Gasdermin D-dependent macrophage pyroptosis mediates polystyrene microplastics-induced pulmonary fibrosis

Exposure to microplastic (MPs) pollution may induce pulmonary fibrosis (PF). Macrophage pyroptosis has been directly implicated in the pathogenesis of PF. This study focused on the potential driving role of macrophage pyroptosis in polystyrene microplastics (PS-MPs) induced pulmonary fibrosis. Through a 56-day intranasal exposure model in mice, we demonstrate that chronic exposure to 5-μm PS-MPs induces significant pulmonary fibrosis characterized by collagen deposition, extracellular matrix remodeling, and substantial lung function impairment. PS-MPs specifically trigger GSDMD-dependent pyroptosis in alveolar macrophages, as evidenced by enhanced NLRP3 inflammasome assembly, caspase-1 activation, and GSDMD-NT pore formation. Genetic ablation of Gsdmd substantially attenuated fibrotic progression, improved pulmonary functional parameters, and reduced production of pro-fibrotic mediators including IL-1β. Crucially, we established a direct paracrine link between macrophage pyroptosis and fibrogenesis through conditioned medium experiments, demonstrating that GSDMD-dependent release of pyroptotic factors promotes fibroblast activation and extracellular matrix production.
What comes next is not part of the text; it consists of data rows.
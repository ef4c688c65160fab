use super::views::{
    BreedGroup, BreedReferencePage, HouseholdSection, ImpactCallout, ImpactReferencePage,
    ImpactRow, MultiCatReferencePage,
};
use crate::i18n::{text, Locale};

// Breed names are proper nouns and render untranslated.
const HIGH_ENERGY_BREEDS: &[&str] = &[
    "Bengal",
    "Abyssinian",
    "Siamese",
    "Oriental Shorthair",
    "Devon Rex",
    "Savannah",
];

const MEDIUM_ENERGY_BREEDS: &[&str] = &[
    "American Shorthair",
    "British Shorthair",
    "Scottish Fold",
    "Munchkin",
    "Maine Coon",
];

const LOW_ENERGY_BREEDS: &[&str] = &["Persian", "Ragdoll", "Exotic Shorthair", "Chartreux"];

const MIXED_BREEDS: &[&str] = &["Domestic Shorthair", "Domestic Longhair"];

struct ImpactRowTemplate {
    behavior_key: &'static str,
    description_key: &'static str,
    multiplier: &'static str,
    impact: &'static str,
}

// Equivalent forces relative to the 4.5 kg median-weight reference cat.
const IMPACT_ROWS: &[ImpactRowTemplate] = &[
    ImpactRowTemplate {
        behavior_key: "ref3.static",
        description_key: "ref3.staticDesc",
        multiplier: "1x",
        impact: "~4.5 kg",
    },
    ImpactRowTemplate {
        behavior_key: "ref3.climb",
        description_key: "ref3.climbDesc",
        multiplier: "2-3x",
        impact: "~9-13.5 kg",
    },
    ImpactRowTemplate {
        behavior_key: "ref3.rush",
        description_key: "ref3.rushDesc",
        multiplier: "8-12x",
        impact: "~36-54 kg",
    },
    ImpactRowTemplate {
        behavior_key: "ref3.scratch",
        description_key: "ref3.scratchDesc",
        multiplier: "-",
        impact: "point load",
    },
];

pub(super) fn build_breed_page(locale: Locale) -> BreedReferencePage {
    let group = |title_key: &str, breeds: &[&'static str]| BreedGroup {
        title: text(locale, title_key).to_string(),
        breeds: breeds.to_vec(),
    };

    BreedReferencePage {
        title: text(locale, "ref1.title").to_string(),
        description: text(locale, "ref1.desc").to_string(),
        groups: vec![
            group("ref1.high", HIGH_ENERGY_BREEDS),
            group("ref1.medium", MEDIUM_ENERGY_BREEDS),
            group("ref1.low", LOW_ENERGY_BREEDS),
            group("ref1.mixed", MIXED_BREEDS),
        ],
        note: text(locale, "ref1.note").to_string(),
    }
}

pub(super) fn build_multi_cat_page(locale: Locale) -> MultiCatReferencePage {
    let section = |title_key: &str, point_keys: [&str; 2]| HouseholdSection {
        title: text(locale, title_key).to_string(),
        points: point_keys
            .into_iter()
            .map(|key| text(locale, key).to_string())
            .collect(),
    };

    MultiCatReferencePage {
        title: text(locale, "ref2.title").to_string(),
        description: text(locale, "ref2.desc").to_string(),
        sections: vec![
            section("ref2.single", ["ref2.single.pt1", "ref2.single.pt2"]),
            section("ref2.double", ["ref2.double.pt1", "ref2.double.pt2"]),
            section("ref2.multiple", ["ref2.multiple.pt1", "ref2.multiple.pt2"]),
        ],
        note: text(locale, "ref2.note").to_string(),
    }
}

pub(super) fn build_impact_page(locale: Locale) -> ImpactReferencePage {
    let rows = IMPACT_ROWS
        .iter()
        .map(|template| ImpactRow {
            behavior: text(locale, template.behavior_key).to_string(),
            multiplier: template.multiplier,
            impact: template.impact,
            description: text(locale, template.description_key).to_string(),
        })
        .collect();

    let callout = |title_key: &str, detail_key: &str| ImpactCallout {
        title: text(locale, title_key).to_string(),
        detail: text(locale, detail_key).to_string(),
    };

    ImpactReferencePage {
        title: text(locale, "ref3.title").to_string(),
        description: text(locale, "ref3.desc").to_string(),
        basis: text(locale, "ref3.basis").to_string(),
        columns: [
            text(locale, "ref3.behavior").to_string(),
            text(locale, "ref3.multiplier").to_string(),
            text(locale, "ref3.impact").to_string(),
            text(locale, "ref3.description").to_string(),
        ],
        rows,
        callouts: vec![
            callout("ref3.extreme", "ref3.extremeDesc"),
            callout("ref3.wear", "ref3.wearDesc"),
        ],
        disclaimer: text(locale, "ref3.disclaimer").to_string(),
        footer: text(locale, "ref3.footer").to_string(),
    }
}
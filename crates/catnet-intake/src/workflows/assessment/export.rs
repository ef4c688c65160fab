//! Narrow boundary to the external rasterize-then-assemble capability. The
//! core never renders pixels or writes PDF bytes itself; it drives the two
//! collaborators in strict page order and reports failures as non-fatal,
//! retryable errors.

use super::report::views::{ReportDocument, ReportPage};

/// Bitmap produced by rasterizing one report page at a fixed scale factor.
/// Dimensions are deterministic for a given page's content.
#[derive(Debug, Clone, PartialEq, Eq)]
pub struct PageImage {
    pub page_number: usize,
    pub width_px: u32,
    pub height_px: u32,
    pub bytes: Vec<u8>,
}

/// Assembled multi-page document ready for download.
#[derive(Debug, Clone, PartialEq, Eq)]
pub struct ExportedDocument {
    pub file_name: String,
    pub page_count: usize,
    pub bytes: Vec<u8>,
}

#[derive(Debug, Clone, thiserror::Error)]
pub enum ExportError {
    #[error("failed to rasterize page {page}: {reason}")]
    Rasterize { page: usize, reason: String },
    #[error("failed to assemble document: {0}")]
    Assemble(String),
}

/// Renders one composed page to a bitmap.
pub trait PageRasterizer {
    fn rasterize(&self, page_number: usize, page: &ReportPage) -> Result<PageImage, ExportError>;
}

/// Stitches rasterized pages into a single downloadable document.
pub trait DocumentAssembler {
    fn assemble(
        &self,
        file_name: &str,
        pages: Vec<PageImage>,
    ) -> Result<ExportedDocument, ExportError>;
}

/// Rasterize every page in document order (1 before 2 before 3 before 4) and
/// hand the results to the assembler. The first failure aborts the export;
/// the caller may simply retry the whole action.
pub fn export_document<R, A>(
    document: &ReportDocument,
    rasterizer: &R,
    assembler: &A,
) -> Result<ExportedDocument, ExportError>
where
    R: PageRasterizer,
    A: DocumentAssembler,
{
    let mut images = Vec::with_capacity(document.pages.len());
    for (index, page) in document.pages.iter().enumerate() {
        images.push(rasterizer.rasterize(index + 1, page)?);
    }

    assembler.assemble(&document.file_name, images)
}
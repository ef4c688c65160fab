use std::sync::{Arc, Mutex};

use axum::response::Response;
use serde_json::Value;

use crate::i18n::Locale;
use crate::workflows::assessment::dispatch::{DispatchError, SubmissionPayload, SubmissionSink};
use crate::workflows::assessment::domain::BuildingType;
use crate::workflows::assessment::questions::ScoredQuestion;
use crate::workflows::assessment::router::IntakeGateway;
use crate::workflows::assessment::service::AssessmentService;
use crate::workflows::assessment::session::{BasicInfoUpdate, IntakeSession};

#[derive(Default)]
pub(super) struct RecordingSink {
    deliveries: Mutex<Vec<SubmissionPayload>>,
}

impl RecordingSink {
    pub(super) fn deliveries(&self) -> Vec<SubmissionPayload> {
        self.deliveries.lock().expect("sink mutex poisoned").clone()
    }
}

impl SubmissionSink for RecordingSink {
    async fn deliver(&self, payload: &SubmissionPayload) -> Result<(), DispatchError> {
        self.deliveries
            .lock()
            .expect("sink mutex poisoned")
            .push(payload.clone());
        Ok(())
    }
}

pub(super) struct FailingSink;

impl SubmissionSink for FailingSink {
    async fn deliver(&self, _payload: &SubmissionPayload) -> Result<(), DispatchError> {
        Err(DispatchError::Transport("connection refused".to_string()))
    }
}

pub(super) fn basic_info() -> BasicInfoUpdate {
    BasicInfoUpdate {
        address: Some("Flat 12B, Harbour View Court".to_string()),
        building_type: Some(BuildingType::Apartment),
        floor_level: Some("15".to_string()),
        window_count: Some("6".to_string()),
        door_count: Some("2".to_string()),
        heaviest_cat_weight: Some("5.5".to_string()),
    }
}

/// The boundary-inclusive answer set from the questionnaire contract: the
/// values sum to 6, landing exactly on the low/medium cut point.
pub(super) fn low_boundary_answers() -> [(ScoredQuestion, i64); 6] {
    [
        (ScoredQuestion::CatCount, 2),
        (ScoredQuestion::WindowBehavior, 1),
        (ScoredQuestion::WindowStructure, 0),
        (ScoredQuestion::Personality, 2),
        (ScoredQuestion::Environment, 0),
        (ScoredQuestion::Expectation, 1),
    ]
}

pub(super) fn session_at_questions(locale: Locale) -> IntakeSession {
    let mut session = IntakeSession::new(locale);
    session.update_basic(basic_info()).expect("basic info applies");
    session.advance().expect("advances to scored questions");
    session
}

pub(super) fn confirmed_session(locale: Locale) -> IntakeSession {
    let mut session = session_at_questions(locale);
    for (question, value) in low_boundary_answers() {
        session.answer(question, value).expect("answer accepted");
    }
    session.advance().expect("advances to confirmation");
    session
}

pub(super) fn recording_gateway() -> (Arc<IntakeGateway<RecordingSink>>, Arc<RecordingSink>) {
    let sink = Arc::new(RecordingSink::default());
    let service = AssessmentService::new(sink.clone());
    (Arc::new(IntakeGateway::new(service)), sink)
}

pub(super) fn failing_gateway() -> Arc<IntakeGateway<FailingSink>> {
    Arc::new(IntakeGateway::new(AssessmentService::new(Arc::new(
        FailingSink,
    ))))
}

pub(super) async fn read_json_body(response: Response) -> Value {
    let body = axum::body::to_bytes(response.into_body(), 64 * 1024)
        .await
        .expect("read body");
    serde_json::from_slice(&body).expect("json payload")
}
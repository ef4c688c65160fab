use super::domain::CompletedAnswers;
use super::questions::ScoredQuestion;
use serde::{Deserialize, Serialize};

/// Sum the six scored answers. Pure; completeness is guaranteed by the
/// `CompletedAnswers` type, so no validation happens here.
pub fn total_score(answers: &CompletedAnswers) -> u8 {
    ScoredQuestion::ordered()
        .into_iter()
        .map(|question| answers.value(question))
        .sum()
}

/// Tier cut points and the score ceiling, applied uniformly to
/// classification and the report denominator.
#[derive(Debug, Clone, Copy, PartialEq, Eq, Serialize, Deserialize)]
pub struct ScoringConfig {
    pub low_cutoff: u8,
    pub high_cutoff: u8,
    pub max_score: u8,
}

impl ScoringConfig {
    pub fn classify(&self, score: u8) -> RiskTier {
        if score <= self.low_cutoff {
            RiskTier::Low
        } else if score <= self.high_cutoff {
            RiskTier::Medium
        } else {
            RiskTier::High
        }
    }
}

impl Default for ScoringConfig {
    // Canonical configuration: 19 is the sum of the per-question maxima,
    // 6/13 are the tier boundaries.
    fn default() -> Self {
        Self {
            low_cutoff: 6,
            high_cutoff: 13,
            max_score: 19,
        }
    }
}

#[derive(Debug, Clone, Copy, PartialEq, Eq, PartialOrd, Ord, Serialize, Deserialize)]
#[serde(rename_all = "snake_case")]
pub enum RiskTier {
    Low,
    Medium,
    High,
}

impl RiskTier {
    pub const fn ordered() -> [Self; 3] {
        [Self::Low, Self::Medium, Self::High]
    }

    pub const fn token(self) -> &'static str {
        match self {
            Self::Low => "low",
            Self::Medium => "medium",
            Self::High => "high",
        }
    }

    /// Locale-independent label posted in the submission payload.
    pub const fn label(self) -> &'static str {
        match self {
            Self::Low => "Stable Protection",
            Self::Medium => "High Attention",
            Self::High => "Critical Risk",
        }
    }

    pub const fn banner_key(self) -> &'static str {
        match self {
            Self::Low => "result.riskLow",
            Self::Medium => "result.riskMedium",
            Self::High => "result.riskHigh",
        }
    }

    pub const fn assessment_key(self) -> &'static str {
        match self {
            Self::Low => "risk.low.assessment",
            Self::Medium => "risk.medium.assessment",
            Self::High => "risk.high.assessment",
        }
    }

    pub const fn recommendation_key(self) -> &'static str {
        match self {
            Self::Low => "risk.low.recommendation",
            Self::Medium => "risk.medium.recommendation",
            Self::High => "risk.high.recommendation",
        }
    }

    pub const fn advice_key(self) -> &'static str {
        match self {
            Self::Low => "risk.low.advice",
            Self::Medium => "risk.medium.advice",
            Self::High => "risk.high.advice",
        }
    }
}
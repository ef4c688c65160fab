use crate::config::ConfigError;
use crate::telemetry::TelemetryError;
use crate::workflows::assessment::domain::AssessmentError;
use axum::http::StatusCode;
use axum::response::{IntoResponse, Response};
use axum::Json;
use serde_json::json;
use std::fmt;

#[derive(Debug)]
pub enum AppError {
    Config(ConfigError),
    Telemetry(TelemetryError),
    Io(std::io::Error),
    Server(axum::Error),
    Assessment(AssessmentError),
}

impl fmt::Display for AppError {
    fn fmt(&self, f: &mut fmt::Formatter<'_>) -> fmt::Result {
        match self {
            AppError::Config(err) => write!(f, "configuration error: {}", err),
            AppError::Telemetry(err) => write!(f, "telemetry error: {}", err),
            AppError::Io(err) => write!(f, "io error: {}", err),
            AppError::Server(err) => write!(f, "server error: {}", err),
            AppError::Assessment(err) => write!(f, "assessment error: {}", err),
        }
    }
}

impl std::error::Error for AppError {
    fn source(&self) -> Option<&(dyn std::error::Error + 'static)> {
        match self {
            AppError::Config(err) => Some(err),
            AppError::Telemetry(err) => Some(err),
            AppError::Io(err) => Some(err),
            AppError::Server(err) => Some(err),
            AppError::Assessment(err) => Some(err),
        }
    }
}

impl IntoResponse for AppError {
    fn into_response(self) -> Response {
        let status = match self {
            AppError::Assessment(_) => StatusCode::BAD_REQUEST,
            AppError::Config(_)
            | AppError::Telemetry(_)
            | AppError::Io(_)
            | AppError::Server(_) => StatusCode::INTERNAL_SERVER_ERROR,
        };

        let body = Json(json!({ "error": self.to_string() }));
        (status, body).into_response()
    }
}

impl From<ConfigError> for AppError {
    fn from(value: ConfigError) -> Self {
        Self::Config(value)
    }
}

impl From<TelemetryError> for AppError {
    fn from(value: TelemetryError) -> Self {
        Self::Telemetry(value)
    }
}

impl From<std::io::Error> for AppError {
    fn from(value: std::io::Error) -> Self {
        Self::Io(value)
    }
}

impl From<axum::Error> for AppError {
    fn from(value: axum::Error) -> Self {
        Self::Server(value)
    }
}

impl From<AssessmentError> for AppError {
    fn from(value: AssessmentError) -> Self {
        Self::Assessment(value)
    }
}
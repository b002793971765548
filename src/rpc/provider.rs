// Copyright (C) 2025 Category Labs, Inc.
// SPDX-License-Identifier: GPL-3.0-or-later

//! Alloy-backed endpoint client: HTTP for requests, websocket for push.

use super::endpoint::{Capabilities, Endpoint, EndpointClient, EndpointSpec, FeeSnapshot};
use super::pool::EndpointPool;
use crate::error::SnipeError;
use alloy::{
    consensus::Transaction as _,
    eips::BlockNumberOrTag,
    primitives::{Address, Bytes, B256, U256},
    providers::{Provider, RootProvider},
    sol,
    transports::http::reqwest::Url,
};
use futures_util::stream::{BoxStream, StreamExt};
use std::time::{Duration, Instant};
use tracing::{debug, error, info, warn};

/// Receipt polling cadence while waiting for inclusion.
const RECEIPT_POLL: Duration = Duration::from_millis(200);

sol! {
    #[sol(rpc)]
    interface IDeploymentSource {
        function token() external view returns (address);
    }
}

sol! {
    #[sol(rpc)]
    interface IERC20 {
        function symbol() external view returns (string);
        function balanceOf(address account) external view returns (uint256);
        function allowance(address owner, address spender) external view returns (uint256);
    }
}

/// Client for one node.
pub struct AlloyClient {
    id: String,
    http: RootProvider,
    ws: Option<RootProvider>,
}

impl AlloyClient {
    /// Connect the request channel and, when configured, the push channel.
    ///
    /// A websocket that fails to connect downgrades the endpoint to
    /// request-only instead of failing it.
    pub async fn connect(spec: &EndpointSpec) -> Result<(Self, Capabilities), SnipeError> {
        let url: Url = spec
            .http_url
            .parse()
            .map_err(|e| SnipeError::Config(format!("Invalid RPC URL for {}: {e}", spec.id)))?;
        let http = RootProvider::new_http(url);

        let mut capabilities = spec.capabilities();
        let ws = match (&spec.ws_url, capabilities.any_push()) {
            (Some(ws_url), true) => match RootProvider::connect(ws_url).await {
                Ok(ws) => Some(ws),
                Err(e) => {
                    warn!("⚠️ {}: websocket connect failed ({}), request-only", spec.id, e);
                    capabilities = Capabilities::default();
                    None
                }
            },
            _ => None,
        };

        Ok((
            Self {
                id: spec.id.clone(),
                http,
                ws,
            },
            capabilities,
        ))
    }

    /// Request channel, for contract reads outside the endpoint surface.
    pub fn http(&self) -> &RootProvider {
        &self.http
    }

    fn push(&self) -> Result<&RootProvider, SnipeError> {
        self.ws.as_ref().ok_or_else(|| SnipeError::Subscription {
            endpoint: self.id.clone(),
            message: "no push channel".to_string(),
        })
    }

    fn fault(&self, e: impl std::fmt::Display) -> SnipeError {
        SnipeError::endpoint(&self.id, e)
    }
}

impl EndpointClient for AlloyClient {
    async fn deployed_token(&self, source: Address) -> Result<Option<Address>, SnipeError> {
        let contract = IDeploymentSource::new(source, &self.http);
        let token = contract.token().call().await.map_err(|e| self.fault(e))?;
        Ok((token != Address::ZERO).then_some(token))
    }

    async fn subscribe_pending(&self) -> Result<BoxStream<'static, B256>, SnipeError> {
        let sub = self
            .push()?
            .subscribe_pending_transactions()
            .await
            .map_err(|e| SnipeError::Subscription {
                endpoint: self.id.clone(),
                message: e.to_string(),
            })?;
        Ok(sub.into_stream().boxed())
    }

    async fn subscribe_blocks(&self) -> Result<BoxStream<'static, u64>, SnipeError> {
        let sub = self
            .push()?
            .subscribe_blocks()
            .await
            .map_err(|e| SnipeError::Subscription {
                endpoint: self.id.clone(),
                message: e.to_string(),
            })?;
        Ok(sub.into_stream().map(|header| header.inner.number).boxed())
    }

    async fn transaction_target(&self, hash: B256) -> Result<Option<Address>, SnipeError> {
        let tx = self
            .http
            .get_transaction_by_hash(hash)
            .await
            .map_err(|e| self.fault(e))?;
        Ok(tx.and_then(|tx| tx.to()))
    }

    async fn wait_for_receipt(&self, hash: B256, timeout: Duration) -> Result<bool, SnipeError> {
        let started = Instant::now();
        loop {
            match self.http.get_transaction_receipt(hash).await {
                Ok(Some(receipt)) => return Ok(receipt.status()),
                Ok(None) => {}
                Err(e) => debug!("{}: receipt poll for {:?} failed: {}", self.id, hash, e),
            }
            if started.elapsed() >= timeout {
                return Err(SnipeError::ReceiptTimeout(hash));
            }
            tokio::time::sleep(RECEIPT_POLL).await;
        }
    }

    async fn transaction_count(&self, owner: Address) -> Result<u64, SnipeError> {
        self.http
            .get_transaction_count(owner)
            .pending()
            .await
            .map_err(|e| self.fault(e))
    }

    async fn chain_id(&self) -> Result<u64, SnipeError> {
        self.http.get_chain_id().await.map_err(|e| self.fault(e))
    }

    async fn fee_snapshot(&self) -> Result<FeeSnapshot, SnipeError> {
        let (block, priority_fee) = tokio::try_join!(
            async {
                self.http
                    .get_block_by_number(BlockNumberOrTag::Latest)
                    .await
                    .map_err(|e| self.fault(e))
            },
            async {
                self.http
                    .get_max_priority_fee_per_gas()
                    .await
                    .map_err(|e| self.fault(e))
            },
        )?;

        let base_fee = block
            .ok_or_else(|| self.fault("no latest block"))?
            .header
            .base_fee_per_gas
            .ok_or_else(|| self.fault("no base fee"))?;

        Ok(FeeSnapshot {
            base_fee: base_fee as u128,
            priority_fee,
        })
    }

    async fn send_raw(&self, raw: Bytes) -> Result<B256, SnipeError> {
        let pending = self
            .http
            .send_raw_transaction(&raw)
            .await
            .map_err(|e| self.fault(e))?;
        Ok(*pending.tx_hash())
    }

    async fn token_symbol(&self, token: Address) -> Result<String, SnipeError> {
        IERC20::new(token, &self.http)
            .symbol()
            .call()
            .await
            .map_err(|e| self.fault(e))
    }

    async fn token_balance(&self, token: Address, owner: Address) -> Result<U256, SnipeError> {
        IERC20::new(token, &self.http)
            .balanceOf(owner)
            .call()
            .await
            .map_err(|e| self.fault(e))
    }

    async fn allowance(
        &self,
        token: Address,
        owner: Address,
        spender: Address,
    ) -> Result<U256, SnipeError> {
        IERC20::new(token, &self.http)
            .allowance(owner, spender)
            .call()
            .await
            .map_err(|e| self.fault(e))
    }
}

/// Connect every configured endpoint concurrently and rank them.
pub async fn connect_pool(specs: &[EndpointSpec]) -> Result<EndpointPool<AlloyClient>, SnipeError> {
    let connected = futures_util::future::join_all(specs.iter().map(|spec| async move {
        AlloyClient::connect(spec)
            .await
            .map(|(client, caps)| Endpoint::new(spec.id.clone(), spec.rank, caps, client))
    }))
    .await;

    let mut endpoints = Vec::with_capacity(connected.len());
    for result in connected {
        match result {
            Ok(endpoint) => endpoints.push(endpoint),
            Err(e) => error!("❌ Skipping endpoint: {}", e),
        }
    }

    info!("✅ {} of {} endpoints usable", endpoints.len(), specs.len());
    EndpointPool::new(endpoints)
}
Our results delineate a complete pathogenic pathway wherein PS-MPs induce pulmonary fibrosis through macrophage pyroptosis, thereby positioning GSDMD as both a key mediator and promising therapeutic target for combating microplastic-associated lung disease. These findings provide crucial insights into the environmental health risks of microplastics and identify potential intervention strategies for plastic pollution-related respiratory disorders.